Testing AI-Tools: Runway Research Gen-2 - RHET AI - Zentrum für rhetorische Wissenschaftskommunikationsforschung

Testing AI-Tools: Runway Research Gen‑2

With the "Deus Ex Machina? — Testing AI Tools"-series we want to show you different tools, that aim to simplify writing, design and research by using Artificial Intelligence. More on the "Deus Ex Machina?"-series can be found here.

Table of contents

Overview
The AI behind the application
The rhetorical potential of the tool
Usage in science communication
Wrap-Up

Overview

Last March, New York-based company Runway released the second generation of its online tool Runway Research. Similar to the text-to-image tools Midjourney and DALL‑E, Runway Research Generation 2 generates new images and videos from text inputs and image templates.

In addition to the browser-based video editor, which is strongly reminiscent of Adobe's Premier Cut or the free editing programme DaVinci, there are also usable templates for audiovisual clips and presentations. These can be personalized with stock material or your own recordings. The editor does not offer any functions for post-processing videos in terms of their brightness and colour; it is more suitable for arranging and cutting finished clips and bringing them together with text and audio.

Ein Screenshot des Video-Editors, als Übersicht über die verschiedenen Funktionen.

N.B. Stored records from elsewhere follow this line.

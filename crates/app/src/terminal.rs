use std::io::Write;

use crossterm::{
    cursor::MoveToColumn,
    queue,
    style::{self, Print, ResetColor, SetBackgroundColor},
};
use rainbow_bar_core::{Color, Renderer, Result};

/// Paints each row in place on one terminal line using truecolor cells.
pub struct TerminalRenderer<W: Write> {
    out: W,
}

impl<W: Write> TerminalRenderer<W> {
    pub fn new(out: W) -> Self {
        Self { out }
    }

    /// Moves past the animated line so the shell prompt does not overwrite it.
    pub fn finish(&mut self) -> Result<()> {
        queue!(self.out, ResetColor, Print("\n"))?;
        self.out.flush()?;
        Ok(())
    }
}

impl<W: Write> Renderer for TerminalRenderer<W> {
    fn draw(&mut self, row: &[Color]) -> Result<()> {
        queue!(self.out, MoveToColumn(0))?;
        for cell in row {
            queue!(
                self.out,
                SetBackgroundColor(style::Color::Rgb {
                    r: cell.r,
                    g: cell.g,
                    b: cell.b,
                }),
                Print(' ')
            )?;
        }
        queue!(self.out, ResetColor)?;
        self.out.flush()?;
        Ok(())
    }
}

Neben der Vorschau in der Mitte sind die verschiedenen Funktionen angeordnet: Links die Basisfunktionen wie Upload, Texteingabe, Vorlagen und rechts clipspezifische Funktionen wie Transformieren, Zuschneiden oder vom Hintergrund freistellen. Die verschiedenen Spuren eines Videos sind im unteren Bereich angeordnet und enthalten in diesem Beispiel Vorlagen von einem Schreibtisch und einem Laptop. — Image 1: The user interface of the browser-based video editor is strongly reminiscent of already familiar editing and design tools, but differs in its functions.

Functions to further edit the clips are offered by the various AI Magic Tools, which can be opened in new tabs. These functions can be used to automatically add subtitles to your own videos, optimize the sound or correct the color. In addition, objects and people can be removed or separated from the background.

Ein Screenshot zur Auflistung der verschiedenen KI-getriebenen Funktionen, den sogenannten AI Magic Tools, die mit ihrer Bezeichnung und einem für die Funktion aussagekräftigen Vorschaubild kurz beschrieben werden. — Image 2: Overview of some of Runway Research's AI-powered functions for image and video editing.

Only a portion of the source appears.